= WHAT YOU WILL DO =
Which lines in the records below include the word "IndexedMesh"? Report each of them in full.
☆ ☆ ☆ ☆ ☆
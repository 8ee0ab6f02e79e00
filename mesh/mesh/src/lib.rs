//! Lattice generation toolkit.
//!
//! This umbrella crate re-exports every mesh-* layer, from the shared
//! geometry types up to the end-to-end lattice pipeline and its output
//! sinks.
//!
//! # Quick Start
//!
//! ```no_run
//! use mesh::prelude::*;
//! use mesh::io::{append_record, combine_reports, export_stl, report_record, ArtifactMetadata, ExportOptions};
//!
//! let p = Point3::new;
//! let cell = UnitCell::new(
//!     vec![
//!         Polyline::from_segment(p(0.0, 0.0, 0.0), p(1.0, 1.0, 1.0)),
//!         Polyline::from_segment(p(1.0, 0.0, 0.0), p(0.0, 1.0, 1.0)),
//!     ],
//!     Vec::new(),
//! )
//! .unwrap();
//! let solid = IndexedMesh::cuboid(&Aabb::new(p(0.0, 0.0, 0.0), p(3.0, 3.0, 3.0)));
//! let voxels = vec![Aabb::new(p(1.0, 1.0, 1.0), p(2.0, 2.0, 2.0))];
//! let input = LatticeInput::new(cell, voxels, Vec::new()).with_cut_surfaces(CutSurfaces::Primitive);
//!
//! // Generate
//! let output = run_pipeline(RawGeometry::Mesh(solid), &input, &PipelineParams::new(0.2)).unwrap();
//!
//! // Export and log
//! let meta = ArtifactMetadata::new("part-0001", "2024-01-01T00:00:00", "millimeter").with_save_dir("out");
//! let paths = meta.paths.clone().unwrap();
//! export_stl(output.mesh.clone(), paths.mesh_base(), &ExportOptions::default()).unwrap();
//!
//! let mut records = vec![meta.to_record().unwrap().to_string()];
//! for report in output.reports() {
//!     records.push(report_record(report).unwrap().to_string());
//! }
//! append_record(&paths.log, &combine_reports(&records).unwrap()).unwrap();
//! ```
//!
//! # Module Organization
//!
//! ## Foundation
//! - [`types`] - Meshes, polylines, bounding boxes
//! - [`io`] - STL export, report logging, artifact metadata
//!
//! ## Kernels
//! - [`repair`] - Validation reports and repair passes
//! - [`sdf`] - Distance and containment queries
//! - [`boolean`] - Intersection curves and sheet cutting
//! - [`from_curves`] - Thickening curve networks into meshes
//!
//! ## Lattice
//! - [`lattice`] - Population, trimming, meshing, cutting and the pipeline

#![cfg_attr(not(test), deny(clippy::unwrap_used, clippy::expect_used))]

// =============================================================================
// Re-exports
// =============================================================================

/// Meshes, polylines and bounding boxes.
pub use mesh_types as types;

/// STL export, report logging and artifact metadata.
pub use mesh_io as io;

/// Validation reports and repair passes.
pub use mesh_repair as repair;

/// Distance and containment queries.
pub use mesh_sdf as sdf;

/// Intersection curves and sheet cutting.
pub use mesh_boolean as boolean;

/// Thickening curve networks into meshes.
pub use mesh_from_curves as from_curves;

/// Lattice population, trimming, meshing and cutting.
pub use mesh_lattice as lattice;

// =============================================================================
// Prelude
// =============================================================================

/// Common imports for lattice generation.
///
/// # Usage
///
/// ```
/// use mesh::prelude::*;
/// ```
pub mod prelude {
    // Core types
    pub use mesh_types::{Aabb, Geometry, IndexedMesh, MeshBounds, Point3, PolyMesh, Polyline, Vector3};

    // Reports
    pub use mesh_repair::{MeshReport, validate_mesh};

    // Pipeline
    pub use mesh_lattice::{
        CutSurface, CutSurfaces, LatticeInput, PipelineOutput, PipelineParams, RawGeometry, UnitCell,
        run_pipeline,
    };
}

// =============================================================================
// Tests
// =============================================================================
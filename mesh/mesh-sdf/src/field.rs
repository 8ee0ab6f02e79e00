//! Distance and containment against a closed triangle mesh.

use mesh_types::{Aabb, IndexedMesh, MeshBounds, Triangle};
use nalgebra::{Point3, Vector3};

use crate::error::{SdfError, SdfResult};
use crate::query::{aabb_distance_squared, closest_point_on_triangle, ray_hits_aabb, ray_triangle_intersect};

/// Ray directions for the containment vote, chosen off every axis and
/// diagonal so they rarely graze shared edges of axis-aligned geometry.
const VOTE_DIRECTIONS: [[f64; 3]; 3] = [
    [1.0, 0.271_828, 0.141_421],
    [-0.318_309, 1.0, 0.577_215],
    [0.173_205, -0.414_213, 1.0],
];

/// A mesh prepared for repeated point queries.
///
/// Per-face boxes let distance and ray queries skip most triangles.
/// Containment takes a majority vote over three ray casts, so a ray that
/// slips through a crack or along an edge is outvoted.
///
/// # Example
///
/// ```
/// use mesh_types::{unit_cube, Point3};
/// use mesh_sdf::SignedDistanceField;
///
/// let sdf = SignedDistanceField::new(unit_cube()).unwrap();
/// assert!(sdf.is_inside(Point3::new(0.5, 0.5, 0.5)));
/// assert!(sdf.is_strictly_inside(Point3::new(0.5, 0.5, 0.5), 1e-3));
/// assert!(!sdf.is_strictly_inside(Point3::new(0.5, 0.5, 0.9995), 1e-3));
/// assert!((sdf.distance(Point3::new(2.0, 0.5, 0.5)) - 1.0).abs() < 1e-12);
/// ```
#[derive(Debug, Clone)]
pub struct SignedDistanceField {
    triangles: Vec<Triangle>,
    face_bounds: Vec<Aabb>,
    bounds: Aabb,
}

impl SignedDistanceField {
    /// Prepare a mesh for queries.
    ///
    /// # Errors
    ///
    /// Returns [`SdfError::EmptyMesh`] for a mesh without faces and
    /// [`SdfError::InvalidIndex`] if a face points past the vertex list.
    pub fn new(mesh: IndexedMesh) -> SdfResult<Self> {
        Self::from_mesh(&mesh)
    }

    /// Prepare a borrowed mesh for queries.
    ///
    /// # Errors
    ///
    /// Same as [`new`](Self::new).
    pub fn from_mesh(mesh: &IndexedMesh) -> SdfResult<Self> {
        if mesh.is_empty() {
            return Err(SdfError::EmptyMesh);
        }
        let vertex_count = mesh.vertex_count();
        for (face, indices) in mesh.faces.iter().enumerate() {
            if let Some(&index) = indices.iter().find(|&&i| i as usize >= vertex_count) {
                return Err(SdfError::InvalidIndex {
                    face,
                    index,
                    vertex_count,
                });
            }
        }

        let triangles: Vec<Triangle> = mesh.triangles().collect();
        let face_bounds = triangles.iter().map(Triangle::bounds).collect();
        Ok(Self {
            triangles,
            face_bounds,
            bounds: mesh.bounds(),
        })
    }

    /// Bounding box of the mesh.
    #[must_use]
    pub const fn bounds(&self) -> &Aabb {
        &self.bounds
    }

    /// Closest point on the surface and its squared distance.
    fn closest(&self, point: Point3<f64>) -> (Point3<f64>, f64) {
        let mut best = (point, f64::INFINITY);
        for (tri, aabb) in self.triangles.iter().zip(&self.face_bounds) {
            if aabb_distance_squared(&point, aabb) >= best.1 {
                continue;
            }
            let candidate = closest_point_on_triangle(point, tri.v0, tri.v1, tri.v2);
            let d2 = (candidate - point).norm_squared();
            if d2 < best.1 {
                best = (candidate, d2);
            }
        }
        best
    }

    /// Closest point on the surface.
    #[must_use]
    pub fn closest_point(&self, point: Point3<f64>) -> Point3<f64> {
        self.closest(point).0
    }

    /// Distance to the surface, ignoring inside/outside.
    #[must_use]
    pub fn unsigned_distance(&self, point: Point3<f64>) -> f64 {
        self.closest(point).1.sqrt()
    }

    /// Signed distance: negative inside, positive outside.
    #[must_use]
    pub fn distance(&self, point: Point3<f64>) -> f64 {
        let d = self.unsigned_distance(point);
        if self.is_inside(point) { -d } else { d }
    }

    /// Count ray crossings along one direction.
    fn crossings(&self, point: Point3<f64>, dir: Vector3<f64>) -> usize {
        let inv_dir = dir.map(|c| 1.0 / c);
        self.triangles
            .iter()
            .zip(&self.face_bounds)
            .filter(|(_, aabb)| ray_hits_aabb(&point, &inv_dir, aabb))
            .filter(|(tri, _)| ray_triangle_intersect(point, dir, tri.v0, tri.v1, tri.v2).is_some())
            .count()
    }

    /// Inside test by majority vote of odd crossing counts.
    ///
    /// Points outside the bounding box are rejected without casting.
    #[must_use]
    pub fn is_inside(&self, point: Point3<f64>) -> bool {
        if !self.bounds.contains(&point) {
            return false;
        }
        let votes = VOTE_DIRECTIONS
            .iter()
            .filter(|d| self.crossings(point, Vector3::new(d[0], d[1], d[2])) % 2 == 1)
            .count();
        votes >= 2
    }

    /// Inside and farther than `tolerance` from the surface.
    ///
    /// Points on or within `tolerance` of the surface are not strictly
    /// inside, which keeps boundary-hugging geometry out of inside tests.
    #[must_use]
    pub fn is_strictly_inside(&self, point: Point3<f64>, tolerance: f64) -> bool {
        if !self.bounds.expanded(-tolerance).contains(&point) {
            return false;
        }
        self.is_inside(point) && self.unsigned_distance(point) > tolerance
    }
}

/// One-off signed distance query; prefer [`SignedDistanceField`] for many.
///
/// # Errors
///
/// Fails like [`SignedDistanceField::from_mesh`].
pub fn signed_distance(point: Point3<f64>, mesh: &IndexedMesh) -> SdfResult<f64> {
    Ok(SignedDistanceField::from_mesh(mesh)?.distance(point))
}

/// One-off containment query; prefer [`SignedDistanceField`] for many.
///
/// # Errors
///
/// Fails like [`SignedDistanceField::from_mesh`].
pub fn point_in_mesh(point: Point3<f64>, mesh: &IndexedMesh) -> SdfResult<bool> {
    Ok(SignedDistanceField::from_mesh(mesh)?.is_inside(point))
}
☆ ☆ ☆ ☆ ☆
= EXERCISE RESPONSE =
//! let solid = IndexedMesh::cuboid(&Aabb::new(p(0.0, 0.0, 0.0), p(3.0, 3.0, 3.0)));
    pub use mesh_types::{Aabb, Geometry, IndexedMesh, MeshBounds, Point3, PolyMesh, Polyline, Vector3};
use mesh_types::{Aabb, IndexedMesh, MeshBounds, Triangle};
    pub fn new(mesh: IndexedMesh) -> SdfResult<Self> {
    pub fn from_mesh(mesh: &IndexedMesh) -> SdfResult<Self> {
pub fn signed_distance(point: Point3<f64>, mesh: &IndexedMesh) -> SdfResult<f64> {
pub fn point_in_mesh(point: Point3<f64>, mesh: &IndexedMesh) -> SdfResult<bool> {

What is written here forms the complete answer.